John never forgot what he learned from the Wobblies, even as a boss.
“When I went into Trinity, Clare Barnett from Angels Camp was a good cook and I moved her with me. I could whistle up any lumberjack from Klamath Falls down because they knew I had a good cookhouse; the same in Placer County. Irene Townsend cooked for me and she was one tough cookie too. A lumberjack come in drunk, she could toss him out. She didn’t take any guff from the men. There was a good cook at Boston Flat, too, Eddie Schaad. One night the cook got drunk and I went to get Effie to help us cook breakfast. She said she’d come for three days and she stayed for seven years,” he laughs.
John remembered how important the little things could be to a man.
“You know, if I let a guy go home early on Friday because he lived a long way from the job, he’d work twice as hard for me on Monday.”
John worked the woods from mules to modern machinery. It was a challenge from the first. Greaser, hook tender, climber, camp boss, super to stockholder in the company. He worked 28 years straight and never lost a day on the job and of his 53 years working he never spent a day inside.

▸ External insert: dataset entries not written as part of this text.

use crate::contract;
use crate::error::{ContractViolation, SyncError, SyncResult};
use crate::sync::atomic::compare_and_set;
use crate::sync::backoff::{Backoff, DEFAULT_SPIN_LIMIT};
use crate::sync::condition::{self, MutableMutexCondition, MutexCondition};
use crate::sync::mutex::{ClockMutex, Mutex, Predicate};
use crate::thread::{self, ThreadId};
use crate::time::Clock;

use chrono::{DateTime, Utc};
use std::fmt;
use std::sync::Arc;
use std::sync::atomic::{AtomicU64, AtomicUsize, Ordering};
use tracing::{debug, trace};

/// The lock is free.
const NOT_OWNED: usize = 0;

/// The lock is held; `owner` names the holder.
const OWNED: usize = 1;

/// Raw owner value meaning "no thread".
const NO_OWNER: u64 = 0;

#[derive(Debug)]
struct SpinCore {
    /// `NOT_OWNED` or `OWNED`, only ever changed by compare-and-set.
    state: AtomicUsize,

    /// Raw id of the holder. Written right after the acquiring exchange and
    /// cleared right before the releasing one.
    owner: AtomicU64,

    /// Busy spins before a waiter starts yielding.
    spin_limit: u32,
}

/// A mutex built only on compare-and-set and busy waiting.
///
/// `SpinMutex` never parks a thread: contended acquisitions spin on a plain
/// read of the lock word until it looks free and only then attempt the
/// exchange (test-and-test-and-set), yielding to the scheduler once the spin
/// budget is exhausted. This trades CPU time for wake-up latency and suits
/// short critical sections.
///
/// Clones share the same underlying lock.
///
/// # Examples
///
/// ```rust
/// use cadentis_sync::{Mutex, SpinMutex, SystemClock};
/// use std::sync::Arc;
///
/// let mutex = SpinMutex::new(Arc::new(SystemClock::new()));
///
/// assert!(mutex.try_acquire().unwrap());
/// mutex.release().unwrap();
/// ```
#[derive(Clone)]
pub struct SpinMutex {
    core: Arc<SpinCore>,
    clock: Arc<dyn Clock>,
}

impl SpinMutex {
    /// Creates an unlocked mutex whose deadlines are read from `clock`.
    pub fn new(clock: Arc<dyn Clock>) -> Self {
        Self::with_spin_limit(clock, DEFAULT_SPIN_LIMIT)
    }

    /// Creates an unlocked mutex that spins `spin_limit` times before yielding.
    ///
    /// # Panics
    ///
    /// Panics if `spin_limit == 0`.
    pub fn with_spin_limit(clock: Arc<dyn Clock>, spin_limit: u32) -> Self {
        assert!(spin_limit > 0, "spin_limit must be > 0");

        Self {
            core: Arc::new(SpinCore {
                state: AtomicUsize::new(NOT_OWNED),
                owner: AtomicU64::new(NO_OWNER),
                spin_limit,
            }),
            clock,
        }
    }

    fn backoff(&self) -> Backoff {
        Backoff::new(self.core.spin_limit)
    }

    fn is_locked(&self) -> bool {
        self.core.state.load(Ordering::Relaxed) == OWNED
    }

    fn owner(&self) -> Option<ThreadId> {
        if self.core.state.load(Ordering::Acquire) != OWNED {
            return None;
        }

        ThreadId::from_u64(self.core.owner.load(Ordering::Acquire))
    }

    fn try_lock(&self, me: ThreadId) -> bool {
        if !compare_and_set(&self.core.state, NOT_OWNED, OWNED) {
            return false;
        }

        self.core.owner.store(me.as_u64(), Ordering::Release);
        true
    }

    fn lock(&self, me: ThreadId) {
        let mut backoff = self.backoff();

        while !self.try_lock(me) {
            trace!("spin mutex contended");
            while self.is_locked() {
                backoff.snooze();
            }
        }
    }

    fn lock_until(&self, me: ThreadId, deadline: DateTime<Utc>) -> SyncResult<()> {
        let mut backoff = self.backoff();

        loop {
            if self.clock.now() >= deadline {
                debug!(%deadline, "spin mutex acquisition timed out");
                return Err(SyncError::Timeout { deadline });
            }

            if self.try_lock(me) {
                return Ok(());
            }

            while self.is_locked() {
                if self.clock.now() >= deadline {
                    debug!(%deadline, "spin mutex acquisition timed out");
                    return Err(SyncError::Timeout { deadline });
                }
                backoff.snooze();
            }
        }
    }

    fn unlock(&self) {
        self.core.owner.store(NO_OWNER, Ordering::Relaxed);

        // Only the owner reaches this point, so the exchange cannot lose.
        let released = compare_and_set(&self.core.state, OWNED, NOT_OWNED);
        debug_assert!(released, "spin mutex released while not locked");
    }
}

impl fmt::Debug for SpinMutex {
    fn fmt(&self, f: &mut fmt::Formatter<'_>) -> fmt::Result {
        f.debug_struct("SpinMutex")
            .field("owner", &self.owner())
            .field("spin_limit", &self.core.spin_limit)
            .field("clock", &self.clock)
            .finish()
    }
}

impl Mutex for SpinMutex {
    fn is_owned_by_thread(&self, id: ThreadId) -> bool {
        self.owner() == Some(id)
    }

    fn try_acquire(&self) -> SyncResult<bool> {
        let me = thread::current_id();
        contract::require(!self.is_owned_by_thread(me), ContractViolation::AlreadyOwned)?;

        Ok(self.try_lock(me))
    }

    fn acquire(&self) -> SyncResult<()> {
        let me = thread::current_id();
        contract::require(!self.is_owned_by_thread(me), ContractViolation::AlreadyOwned)?;

        self.lock(me);
        Ok(())
    }

    fn release(&self) -> SyncResult<()> {
        let me = thread::current_id();
        contract::require(self.is_owned_by_thread(me), ContractViolation::NotOwned)?;

        self.unlock();
        Ok(())
    }

    fn create_condition(&self) -> Arc<dyn MutableMutexCondition> {
        Arc::new(SpinCondition::new(self.clone(), None))
    }

    fn create_condition_with(&self, predicate: Predicate) -> Arc<dyn MutableMutexCondition> {
        Arc::new(SpinCondition::new(self.clone(), Some(predicate)))
    }
}

impl ClockMutex for SpinMutex {
    fn clock(&self) -> &Arc<dyn Clock> {
        &self.clock
    }

    fn acquire_until(&self, deadline: DateTime<Utc>) -> SyncResult<()> {
        let me = thread::current_id();
        contract::require(!self.is_owned_by_thread(me), ContractViolation::AlreadyOwned)?;

        self.lock_until(me, deadline)
    }
}

/// A condition bound to a [`SpinMutex`].
///
/// There is no wait set to park on, so the condition keeps its own change
/// counter: [`signal`](MutableMutexCondition::signal) bumps it and watchers
/// spin until it moves. Only threads watching this same condition object
/// are woken.
pub struct SpinCondition {
    mutex: SpinMutex,
    predicate: Option<Predicate>,

    /// Bumped on every signal. Only compared for change, so it may wrap.
    signal_value: AtomicU64,
}

impl SpinCondition {
    fn new(mutex: SpinMutex, predicate: Option<Predicate>) -> Self {
        Self {
            mutex,
            predicate,
            signal_value: AtomicU64::new(0),
        }
    }

    /// Releases the mutex, spins until the next signal, and reacquires it.
    ///
    /// Returns `true` if `deadline` passed before a signal arrived.
    fn wait_once(&self, me: ThreadId, deadline: Option<DateTime<Utc>>) -> bool {
        let seen = self.signal_value.load(Ordering::Acquire);
        self.mutex.unlock();

        let mut backoff = self.mutex.backoff();
        let mut timed_out = false;
        while self.signal_value.load(Ordering::Acquire) == seen {
            if deadline.is_some_and(|deadline| self.mutex.clock.now() >= deadline) {
                timed_out = true;
                break;
            }
            backoff.snooze();
        }

        self.mutex.lock(me);
        timed_out
    }

    fn watch_inner(&self, deadline: Option<DateTime<Utc>>) -> SyncResult<()> {
        let me = thread::current_id();
        contract::require(self.mutex.is_owned_by_thread(me), ContractViolation::NotOwned)?;

        condition::watch_loop(self.predicate.as_ref(), || self.wait_once(me, deadline));

        contract::ensure(self.mutex.is_owned_by_thread(me), ContractViolation::OwnershipLost)
    }
}

impl fmt::Debug for SpinCondition {
    fn fmt(&self, f: &mut fmt::Formatter<'_>) -> fmt::Result {
        f.debug_struct("SpinCondition")
            .field("signal_value", &self.signal_value.load(Ordering::Relaxed))
            .field("guarded", &self.predicate.is_some())
            .finish_non_exhaustive()
    }
}

impl MutexCondition for SpinCondition {
    fn clock(&self) -> &Arc<dyn Clock> {
        &self.mutex.clock
    }

    fn watch(&self) -> SyncResult<()> {
        self.watch_inner(None)
    }

    fn watch_until(&self, deadline: DateTime<Utc>) -> SyncResult<()> {
        self.watch_inner(Some(deadline))
    }
}

impl MutableMutexCondition for SpinCondition {
    fn signal(&self) -> SyncResult<()> {
        contract::require(self.mutex.is_owned_by_current_thread(), ContractViolation::NotOwned)?;

        // Writers all hold the mutex, so the increment never races another one.
        self.signal_value.fetch_add(1, Ordering::Release);
        Ok(())
    }
}
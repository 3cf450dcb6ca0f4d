use rand::Rng;

/// Draws image variant indices, avoiding an immediate repeat of the
/// previously shown variant.
#[derive(Debug, Clone, Copy)]
pub struct VariantPicker {
    pub variant_count: usize,
    pub max_attempts: usize,
}

impl VariantPicker {
    pub fn new(variant_count: usize, max_attempts: usize) -> Self {
        Self {
            variant_count,
            max_attempts,
        }
    }

    pub fn pick(&self, excluding: Option<usize>) -> usize {
        self.pick_with(&mut rand::thread_rng(), excluding)
    }

    /// Uniform draw in `[0, variant_count)`, redrawn up to `max_attempts`
    /// times while it collides with `excluding`.
    ///
    /// If every draw collides (only reachable when `variant_count == 1`),
    /// the last draw is returned: repeating the sole variant beats
    /// failing the image update.
    pub fn pick_with<R: Rng>(&self, rng: &mut R, excluding: Option<usize>) -> usize {
        let mut draw = 0;
        for _ in 0..self.max_attempts.max(1) {
            draw = rng.gen_range(0..self.variant_count);
            if Some(draw) != excluding {
                return draw;
            }
        }
        draw
    }
}

#[cfg(test)]
mod tests {
    use super::*;
    use rand::{rngs::StdRng, SeedableRng};

    #[test]
    fn test_never_repeats_excluded_variant() {
        let picker = VariantPicker::new(12, 100);
        let mut rng = StdRng::seed_from_u64(7);
        let mut last = None;
        for _ in 0..1000 {
            let drawn = picker.pick_with(&mut rng, last);
            assert_ne!(Some(drawn), last);
            assert!(drawn < 12);
            last = Some(drawn);
        }
    }

    #[test]
    fn test_two_variants_always_alternate() {
        let picker = VariantPicker::new(2, 100);
        let mut rng = StdRng::seed_from_u64(42);
        let mut last = Some(0);
        for _ in 0..100 {
            let drawn = picker.pick_with(&mut rng, last);
            assert_ne!(Some(drawn), last);
            last = Some(drawn);
        }
    }

    #[test]
    fn test_single_variant_degrades_to_repeat() {
        let picker = VariantPicker::new(1, 100);
        let mut rng = StdRng::seed_from_u64(3);
        assert_eq!(picker.pick_with(&mut rng, Some(0)), 0);
    }

    #[test]
    fn test_no_exclusion_returns_any_variant() {
        let picker = VariantPicker::new(12, 100);
        let mut rng = StdRng::seed_from_u64(11);
        for _ in 0..100 {
            assert!(picker.pick_with(&mut rng, None) < 12);
        }
    }
}
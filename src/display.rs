/// Sink for the staged image swap.
///
/// Contract: `hide` completes before `set_source`, and `reveal` follows
/// `set_source`. The delays between phases are a presentation detail
/// owned by [`crate::config::Config`].
pub trait DisplaySink: Send + Sync {
    fn hide(&self);
    fn set_source(&self, url: &str);
    fn reveal(&self);
}

/// Build the variant image URL:
/// `{root}/{episode_id}/{scene_name}_image_{variant:02}.png`.
pub fn image_url(root: &str, episode_id: &str, scene_name: &str, variant: usize) -> String {
    format!(
        "{}/{}/{}_image_{:02}.png",
        root.trim_end_matches('/'),
        episode_id,
        scene_name,
        variant
    )
}
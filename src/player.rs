use serde::{Deserialize, Serialize};

/// Playback provider state, decoded from the provider's numeric
/// state-change codes.
#[derive(Debug, Clone, Copy, PartialEq, Eq, Serialize, Deserialize)]
#[serde(rename_all = "snake_case")]
pub enum PlayerState {
    Unstarted,
    Ended,
    Playing,
    Paused,
    Buffering,
    Cued,
}

impl PlayerState {
    pub fn from_code(code: i32) -> Option<Self> {
        match code {
            -1 => Some(Self::Unstarted),
            0 => Some(Self::Ended),
            1 => Some(Self::Playing),
            2 => Some(Self::Paused),
            3 => Some(Self::Buffering),
            5 => Some(Self::Cued),
            _ => None,
        }
    }

    /// Whether this transition should force an immediate resync poll:
    /// a new episode was cued (`Unstarted`/`Cued`) or the user jumped to
    /// a different part of the video (`Playing`). The debounce gate must
    /// not suppress the first update after these.
    pub fn forces_resync(&self) -> bool {
        matches!(self, Self::Unstarted | Self::Playing | Self::Cued)
    }
}

/// Opaque clock + seek surface of the playback provider.
pub trait PlaybackClock: Send + Sync {
    /// Current playback position in seconds, or `None` while the
    /// provider is not ready. The engine treats `None` as 0.0 rather
    /// than an error.
    fn current_time(&self) -> Option<f64>;

    fn seek_to(&self, seconds: f64);

    /// Load (without autoplay) the video with the given provider id.
    fn cue_by_id(&self, video_id: &str);
}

John retired in 1970 at age 67 but in 1976, at age 74, John put on his climbing gear once more.
“I’m probably the only climber ever topped a tree in downtown Reno,” he says.
“It was a Christmas tree. They got this lodgepole pine for a Christmas tree and sunk it about six feet in the ground and then, come February, they needed someone to take it down. So there I was, trimming off the lower branches one by one, getting ready to climb up and top it when some old gentleman with a cane came up to me. He waved that cane and ranted and railed against me for cutting that tree. I was standing chest deep in branches trying to explain to him that it was a dead tree, but he wasn’t listening.”
“I love the woods. I hate to leave home. Plenty of wood, above the fog and below the snow. Where could you beat it?”